_DATA EXTRACT_.
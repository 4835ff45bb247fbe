//! Whole-blob persistence: the entire durable index serializes to one
//! versioned snapshot, written under a fixed key through the host's
//! [`KvBackend`](crate::store::KvBackend).
//!
//! Persistence is deliberately not incremental. Batch call sites suppress
//! per-mutation persistence and issue one terminal
//! [`MemoryIndex::persist`](crate::index::MemoryIndex::persist) to avoid
//! rewriting the blob once per file.

use {
    anyhow::Context as _,
    serde::{Deserialize, Serialize},
    sqlx::SqlitePool,
    tracing::{info, warn},
};

use crate::{
    schema::{
        self, ChunkRow, EmbeddingCacheRow, FileRow, KeywordCapability, insert_chunk,
        insert_fts_row, upsert_cache_row, upsert_file,
    },
    store::KvBackend,
};

/// Store name the snapshot lives under in the backend.
pub const STORE_NAME: &str = "memory";
/// Key of the snapshot blob.
pub const SNAPSHOT_KEY: &str = "index-snapshot-v1";

const SNAPSHOT_VERSION: u32 = 1;

#[derive(Debug, Serialize, Deserialize)]
struct Snapshot {
    version: u32,
    files: Vec<FileRow>,
    chunks: Vec<ChunkRow>,
    cache: Vec<EmbeddingCacheRow>,
}

/// Outcome of attempting to restore the persisted snapshot.
#[derive(Debug, Clone, Copy, PartialEq, Eq)]
pub enum RestoreOutcome {
    /// A snapshot existed and was loaded.
    Restored,
    /// No snapshot existed; the store starts empty.
    Fresh,
    /// A snapshot existed but was corrupt or schema-incompatible. It was
    /// discarded; the caller must immediately re-persist the empty store.
    Discarded,
}

/// Serialize the whole store and write it to the backend.
pub async fn persist(pool: &SqlitePool, backend: &dyn KvBackend) -> anyhow::Result<()> {
    let snapshot = Snapshot {
        version: SNAPSHOT_VERSION,
        files: schema::all_files(pool).await?,
        chunks: schema::all_chunks(pool).await?,
        cache: schema::all_cache_rows(pool).await?,
    };
    let blob = serde_json::to_vec(&snapshot).context("serialize index snapshot")?;
    backend
        .set(STORE_NAME, SNAPSHOT_KEY, &blob)
        .await
        .context("write index snapshot")?;
    Ok(())
}

/// Read the snapshot blob and load it into `pool`.
///
/// An unreadable backend is a propagated error; an absent, corrupt, or
/// incompatible snapshot is not — those degrade to an empty store, losing
/// the persisted index rather than failing initialization.
pub async fn restore(
    pool: &SqlitePool,
    capability: KeywordCapability,
    backend: &dyn KvBackend,
) -> anyhow::Result<RestoreOutcome> {
    let blob = backend
        .get(STORE_NAME, SNAPSHOT_KEY)
        .await
        .context("read index snapshot")?;
    let Some(blob) = blob else {
        return Ok(RestoreOutcome::Fresh);
    };

    let snapshot: Snapshot = match serde_json::from_slice(&blob) {
        Ok(snapshot) => snapshot,
        Err(e) => {
            warn!(error = %e, "persisted index snapshot is corrupt, rebuilding empty store");
            return Ok(RestoreOutcome::Discarded);
        },
    };
    if snapshot.version != SNAPSHOT_VERSION {
        warn!(
            found = snapshot.version,
            expected = SNAPSHOT_VERSION,
            "persisted index snapshot has incompatible schema, rebuilding empty store"
        );
        return Ok(RestoreOutcome::Discarded);
    }

    for file in &snapshot.files {
        upsert_file(pool, file).await?;
    }
    for chunk in &snapshot.chunks {
        insert_chunk(pool, chunk).await?;
        if capability == KeywordCapability::Accelerated {
            insert_fts_row(pool, chunk).await?;
        }
    }
    for row in &snapshot.cache {
        upsert_cache_row(pool, row).await?;
    }

    info!(
        files = snapshot.files.len(),
        chunks = snapshot.chunks.len(),
        "restored index snapshot"
    );
    Ok(RestoreOutcome::Restored)
}

#[allow(clippy::unwrap_used, clippy::expect_used)]
#[cfg(test)]
mod tests {
    use {
        super::*,
        crate::{schema::create_schema, store::MemoryKv},
    };

    async fn setup() -> SqlitePool {
        let pool = sqlx::sqlite::SqlitePoolOptions::new()
            .max_connections(1)
            .connect(":memory:")
            .await
            .unwrap();
        create_schema(&pool).await.unwrap();
        pool
    }

    #[tokio::test]
    async fn test_restore_missing_blob_is_fresh() {
        let pool = setup().await;
        let kv = MemoryKv::new();
        let outcome = restore(&pool, KeywordCapability::SubstringFallback, &kv)
            .await
            .unwrap();
        assert_eq!(outcome, RestoreOutcome::Fresh);
    }

    #[tokio::test]
    async fn test_restore_corrupt_blob_is_discarded() {
        let pool = setup().await;
        let kv = MemoryKv::new();
        kv.set(STORE_NAME, SNAPSHOT_KEY, b"definitely not json")
            .await
            .unwrap();

        let outcome = restore(&pool, KeywordCapability::SubstringFallback, &kv)
            .await
            .unwrap();
        assert_eq!(outcome, RestoreOutcome::Discarded);
        assert!(schema::all_files(&pool).await.unwrap().is_empty());
    }

    #[tokio::test]
    async fn test_restore_incompatible_version_is_discarded() {
        let pool = setup().await;
        let kv = MemoryKv::new();
        let snapshot = Snapshot {
            version: SNAPSHOT_VERSION + 1,
            files: vec![],
            chunks: vec![],
            cache: vec![],
        };
        kv.set(
            STORE_NAME,
            SNAPSHOT_KEY,
            &serde_json::to_vec(&snapshot).unwrap(),
        )
        .await
        .unwrap();

        let outcome = restore(&pool, KeywordCapability::SubstringFallback, &kv)
            .await
            .unwrap();
        assert_eq!(outcome, RestoreOutcome::Discarded);
    }

    #[tokio::test]
    async fn test_persist_restore_roundtrip() {
        let pool = setup().await;
        upsert_file(&pool, &FileRow {
            path: "a.md".into(),
            hash: "h".into(),
            mtime: 1,
            size: 2,
        })
        .await
        .unwrap();
        insert_chunk(&pool, &ChunkRow {
            id: "c1".into(),
            path: "a.md".into(),
            start_line: 1,
            end_line: 1,
            hash: "ch".into(),
            text: "hello world".into(),
            embedding: Some(vec![1.0, 0.0]),
            updated_at: 7,
        })
        .await
        .unwrap();

        let kv = MemoryKv::new();
        persist(&pool, &kv).await.unwrap();

        let fresh = setup().await;
        let outcome = restore(&fresh, KeywordCapability::SubstringFallback, &kv)
            .await
            .unwrap();
        assert_eq!(outcome, RestoreOutcome::Restored);

        let chunks = schema::all_chunks(&fresh).await.unwrap();
        assert_eq!(chunks.len(), 1);
        assert_eq!(chunks[0].text, "hello world");
        assert_eq!(chunks[0].embedding.as_deref(), Some(&[1.0f32, 0.0][..]));
    }
}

_EXERCISE OBJECTIVE_.
Note each line of the entries that has "rebuilding" in it, and copy those lines.

_OUTPUT FOR THIS EXERCISE_.
            warn!(error = %e, "persisted index snapshot is corrupt, rebuilding empty store");
            "persisted index snapshot has incompatible schema, rebuilding empty store"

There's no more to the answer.